An Appeal for Wise Leadership at ICE & CBP

By Jerry Kammer on February 27, 2017

One of the reasons I came to work for the Center for Immigration Studies was that I wanted to make the case for humane but firm enforcement of the Immigration Reform and Control Act of 1986 (IRCA). That legislation presented to the American people a compromise between two values that had come into conflict. IRCA provided the compassion of legalization for illegal immigrants with a pledge that the federal government would check future illegal immigration by cutting off the jobs magnet with penalties for employers who knowingly hire unauthorized workers.

As everyone now knows, IRCA's amnesty was carried out, benefitting nearly three million people. But over the years its enforcement dwindled under pressure from economic and ethnic interests that benefitted from illegal immigration.

Public frustration at this failure of governance mounted steadily through the years. It was a major factor in the election of Donald Trump, who launched his presidential campaign with an intemperate appeal to those grievances. Mexican immigrants, he infamously said, were "rapists", though some were presumably good people.

Now the Trump administration, following through on Trump's campaign promises, is ramping up deportations. While the administration's new policy emphasizes the removal of those who committed felonies, it is also giving ICE agents a green light to initiate deportation proceedings against those whose principal offense was to cross the border illegally or overstay their visa.

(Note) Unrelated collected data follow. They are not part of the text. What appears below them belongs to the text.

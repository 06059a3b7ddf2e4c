//! # riskq-aggregation
//!
//! Converts per-expert coded submissions into normalized probability and
//! impact scores, classifying each aggregate as CONSENSUS, AVERAGE or ZERO.

pub mod cascade;
pub mod classify;
pub mod direct;
pub mod engine;

pub use classify::{aggregate_values, classify};
pub use engine::AggregationEngine;
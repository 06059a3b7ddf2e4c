use std::collections::BTreeMap;

use riskq_core::config::AggregationConfig;
use riskq_core::models::{CascadeAggregate, CascadeCell, Quality};
use riskq_core::records::{CascadeAnalysis, Scenario};
use riskq_scales::{level_for, ScaleKind};

use crate::classify::aggregate_values;

/// Aggregate the cascade analyses pointing at `effect_id`, one edge per
/// cause. Edges come back sorted by cause id.
pub fn aggregate_edges(
    config: &AggregationConfig,
    effect_id: &str,
    analyses: &[CascadeAnalysis],
) -> Vec<CascadeAggregate> {
    let mut by_cause: BTreeMap<&str, Vec<&CascadeAnalysis>> = BTreeMap::new();
    for analysis in analyses.iter().filter(|a| a.effect_id == effect_id) {
        by_cause
            .entry(analysis.cause_id.as_str())
            .or_default()
            .push(analysis);
    }

    by_cause
        .into_iter()
        .map(|(cause_id, group)| aggregate_edge(config, cause_id, effect_id, &group))
        .collect()
}

/// Aggregate one cause → effect edge.
pub fn aggregate_edge(
    config: &AggregationConfig,
    cause_id: &str,
    effect_id: &str,
    group: &[&CascadeAnalysis],
) -> CascadeAggregate {
    let mut cells = Vec::with_capacity(9);
    for cause in Scenario::ALL {
        for effect in Scenario::ALL {
            let values: Vec<f64> = group
                .iter()
                .filter_map(|a| a.matrix.get(cause, effect))
                .filter_map(|code| level_for(ScaleKind::ConditionalProbability, code))
                .collect();
            cells.push(CascadeCell {
                cause_scenario: cause,
                effect_scenario: effect,
                value: aggregate_values(&values, config.consensus_tolerance),
            });
        }
    }

    let quality = Quality::combine(cells.iter().map(|c| c.value.quality));
    let probability = cells
        .iter()
        .map(|c| c.value.value)
        .fold(0.0_f64, f64::max);

    CascadeAggregate {
        cause_id: cause_id.to_string(),
        effect_id: effect_id.to_string(),
        quality,
        probability,
        submissions: group.len(),
        cells,
    }
}
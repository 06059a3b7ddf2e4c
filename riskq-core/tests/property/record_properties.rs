use proptest::prelude::*;

use riskq_core::records::{
    CascadeAnalysis, CodeField, DirectAnalysis, RiskCategory, RiskFile, RiskType, Scenario,
};
use riskq_core::traits::Record;

fn scenario() -> impl Strategy<Value = Scenario> {
    prop::sample::select(Scenario::ALL.to_vec())
}

fn code_field() -> impl Strategy<Value = CodeField> {
    prop::sample::select(CodeField::ALL.to_vec())
}

proptest! {
    #[test]
    fn risk_file_code_keys_round_trip(
        scenario in scenario(),
        field in code_field(),
        code in "[A-Z]{2}[0-5]",
    ) {
        let mut rf = RiskFile::new("rf-1", "Flooding", RiskType::Standard, RiskCategory::Nature);
        let key = field.scenario_key(scenario);

        rf.set_field(&key, Some(code.clone())).unwrap();
        prop_assert_eq!(rf.field(&key).unwrap(), Some(code.as_str()));
        prop_assert_eq!(rf.scenario(scenario).get(field), Some(code.as_str()));

        // Every other key stays empty.
        for other_scenario in Scenario::ALL {
            for other_field in CodeField::ALL {
                if (other_scenario, other_field) != (scenario, field) {
                    prop_assert_eq!(rf.field(&other_field.scenario_key(other_scenario)).unwrap(), None);
                }
            }
        }

        rf.set_field(&key, None).unwrap();
        prop_assert_eq!(rf.field(&key).unwrap(), None);
    }

    #[test]
    fn direct_analysis_blank_values_clear(
        scenario in scenario(),
        field in code_field(),
        blank in "[ \t]{0,4}",
    ) {
        let mut analysis = DirectAnalysis::new("da-1", "e1", "rf-1");
        let key = field.scenario_key(scenario);

        analysis.set_field(&key, Some("DP2".to_string())).unwrap();
        analysis.set_field(&key, Some(blank)).unwrap();
        prop_assert_eq!(analysis.field(&key).unwrap(), None);
    }

    #[test]
    fn cascade_matrix_keys_round_trip(
        cause in scenario(),
        effect in scenario(),
        code in "CP[0-5]",
    ) {
        let mut analysis = CascadeAnalysis::new("ca-1", "e1", "rf-2", "rf-1");
        let key = format!("{}2{}", cause.suffix(), effect.suffix());

        analysis.set_field(&key, Some(code.clone())).unwrap();
        prop_assert_eq!(analysis.field(&key).unwrap(), Some(code.as_str()));
        prop_assert_eq!(analysis.matrix.get(cause, effect), Some(code.as_str()));
    }

    #[test]
    fn unknown_keys_are_rejected(key in "[a-z]{1,3}_[xyz]") {
        let mut rf = RiskFile::new("rf-1", "Flooding", RiskType::Standard, RiskCategory::Nature);
        prop_assert!(rf.set_field(&key, Some("HA1".to_string())).is_err());
        prop_assert!(rf.field(&key).is_err());
    }
}
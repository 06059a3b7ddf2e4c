use serde::{Deserialize, Serialize};

use super::defaults;

/// Debounced persistence configuration.
#[derive(Debug, Clone, Serialize, Deserialize)]
#[serde(default)]
pub struct PersistenceConfig {
    /// Quiet period after the last keystroke before a save is issued.
    pub debounce_ms: u64,
}

impl Default for PersistenceConfig {
    fn default() -> Self {
        Self {
            debounce_ms: defaults::DEFAULT_DEBOUNCE_MS,
        }
    }
}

In the past few days we have seen stories in the news that examine how the new policy is being applied by DHS agents in the field. The New York Times reports that ICE agents "are newly emboldened, newly empowered, and already getting to work." The paper quotes the unions that represent ICE and Border Patrol agents, who said in a joint statement that morale in their ranks "has increased exponentially since the signing of the orders."

That morale boost is understandable, especially when viewed against the background of agents' frustration at what they saw as the Obama administration's efforts to provide de facto legal status to millions of illegal immigrants.

Now the pendulum has swung back toward enforcement. So now the danger is that the agents will push the pendulum to the opposite extreme, thereby undermining the legitimacy of enforcement and the public support that is needed to sustain policy in a democratic society.

A Philadelphia Daily News columnist has weighed in on the story that the Philadelphia-born son of boxing great Muhammad Ali "was hassled and detained by U.S. Customs and Border Protection officers." The column was published under a headline that read "Just following orders? Trump's not-so-secret police go wild."

The headline was hyperbole. But the alarm about this and other abuses described in the column is legitimate. Let us hope that DHS leadership will be firm in making clear that abuses committed by overzealous agents will not be tolerated.

As someone whose work as a reporter put me in contact with many federal agents over the years — including a small minority of bad-apple agents — I hope DHS leadership will acknowledge the legitimacy of concerns about the potential for excess. That potential was described in a comment from a New York Times reader in response to the paper's story about the newly empowered and emboldened agents. Here is an excerpt:

I spent six years in the military, and I learned a lot about human nature during that time, and it boils down to this: there are some people who are suited for positions of authority and some people who are absolutely not. Those who are not are often drawn, for psychological reasons too complicated to describe here, to work in positions where they can exert their personal brand of control and authority with impunity. What prevents many of these folks, those in ICE, corrections, law enforcement, etc., from behaving in outright unacceptable manners is the fact that there is a mystique, or more accurately, a facade of controlled professionalism around them that serves to regulate their behaviors. That facade is eroding — rapidly — and what we're seeing is what happens when a society doesn't psychologically screen and train applicants fully.


NOTE: This post has been edited since its original publication.